WHAT YOU WILL DO:
Using the entries that follow, establish how many lines contain the word "Debug" and give only that figure.

Items from a dataset
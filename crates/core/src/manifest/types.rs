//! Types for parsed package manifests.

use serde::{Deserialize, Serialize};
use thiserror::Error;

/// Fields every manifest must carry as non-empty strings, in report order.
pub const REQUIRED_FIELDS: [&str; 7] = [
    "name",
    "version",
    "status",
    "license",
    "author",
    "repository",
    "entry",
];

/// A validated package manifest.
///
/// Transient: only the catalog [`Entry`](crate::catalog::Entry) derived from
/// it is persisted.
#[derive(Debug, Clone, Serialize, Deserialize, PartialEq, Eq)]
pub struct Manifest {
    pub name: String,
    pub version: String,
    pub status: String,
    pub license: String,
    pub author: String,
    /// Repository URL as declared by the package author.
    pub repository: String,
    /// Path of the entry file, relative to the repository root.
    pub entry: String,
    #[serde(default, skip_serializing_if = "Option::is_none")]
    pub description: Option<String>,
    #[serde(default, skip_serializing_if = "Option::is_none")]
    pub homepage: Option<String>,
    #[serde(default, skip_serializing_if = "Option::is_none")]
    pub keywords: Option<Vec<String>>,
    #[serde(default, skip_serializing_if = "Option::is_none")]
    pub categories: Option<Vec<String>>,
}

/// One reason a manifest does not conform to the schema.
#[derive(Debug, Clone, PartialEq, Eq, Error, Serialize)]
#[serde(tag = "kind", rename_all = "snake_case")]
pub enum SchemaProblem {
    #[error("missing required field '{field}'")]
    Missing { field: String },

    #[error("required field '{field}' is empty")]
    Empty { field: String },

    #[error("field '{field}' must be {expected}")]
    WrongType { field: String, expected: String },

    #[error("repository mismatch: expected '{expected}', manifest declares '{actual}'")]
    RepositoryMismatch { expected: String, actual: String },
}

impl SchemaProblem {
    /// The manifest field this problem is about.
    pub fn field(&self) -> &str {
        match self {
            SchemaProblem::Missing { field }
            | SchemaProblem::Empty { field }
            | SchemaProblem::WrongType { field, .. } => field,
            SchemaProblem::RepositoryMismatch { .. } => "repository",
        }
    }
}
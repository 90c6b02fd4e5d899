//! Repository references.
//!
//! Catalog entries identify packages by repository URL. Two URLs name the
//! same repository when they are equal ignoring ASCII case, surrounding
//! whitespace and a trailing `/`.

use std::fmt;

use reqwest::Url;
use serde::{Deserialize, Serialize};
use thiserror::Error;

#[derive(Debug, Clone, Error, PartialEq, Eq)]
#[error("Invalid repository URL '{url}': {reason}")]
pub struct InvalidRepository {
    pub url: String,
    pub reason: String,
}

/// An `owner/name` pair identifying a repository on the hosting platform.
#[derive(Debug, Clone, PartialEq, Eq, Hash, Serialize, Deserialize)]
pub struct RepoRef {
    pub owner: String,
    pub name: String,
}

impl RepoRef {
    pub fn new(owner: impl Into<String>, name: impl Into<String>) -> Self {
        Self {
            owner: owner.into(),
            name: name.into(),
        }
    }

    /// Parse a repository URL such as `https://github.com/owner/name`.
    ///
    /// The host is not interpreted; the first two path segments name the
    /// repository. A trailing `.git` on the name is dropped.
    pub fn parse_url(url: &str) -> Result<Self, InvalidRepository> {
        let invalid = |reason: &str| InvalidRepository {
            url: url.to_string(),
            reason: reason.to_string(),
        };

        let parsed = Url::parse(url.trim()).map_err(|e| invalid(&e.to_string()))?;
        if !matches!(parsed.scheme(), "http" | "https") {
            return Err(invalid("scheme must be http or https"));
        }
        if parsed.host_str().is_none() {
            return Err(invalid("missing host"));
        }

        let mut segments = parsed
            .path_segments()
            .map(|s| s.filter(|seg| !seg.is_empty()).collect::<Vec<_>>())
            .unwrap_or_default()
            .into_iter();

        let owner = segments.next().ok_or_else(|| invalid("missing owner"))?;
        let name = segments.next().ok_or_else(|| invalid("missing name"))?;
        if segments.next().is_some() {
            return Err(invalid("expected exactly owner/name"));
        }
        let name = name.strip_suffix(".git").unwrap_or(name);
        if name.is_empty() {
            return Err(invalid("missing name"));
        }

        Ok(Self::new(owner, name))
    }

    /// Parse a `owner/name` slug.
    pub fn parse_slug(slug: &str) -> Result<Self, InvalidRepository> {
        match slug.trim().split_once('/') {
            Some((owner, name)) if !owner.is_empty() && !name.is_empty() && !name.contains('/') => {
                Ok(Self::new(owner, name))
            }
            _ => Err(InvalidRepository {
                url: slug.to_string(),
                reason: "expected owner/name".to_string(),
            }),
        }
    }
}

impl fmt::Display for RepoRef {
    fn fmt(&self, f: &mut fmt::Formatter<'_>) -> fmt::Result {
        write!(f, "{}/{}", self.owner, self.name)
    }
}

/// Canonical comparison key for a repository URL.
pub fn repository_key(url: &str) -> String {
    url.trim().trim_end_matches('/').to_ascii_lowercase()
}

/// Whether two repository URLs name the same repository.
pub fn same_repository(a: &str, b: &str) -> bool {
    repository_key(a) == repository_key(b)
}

RESPONSE TO THE EXERCISE:
4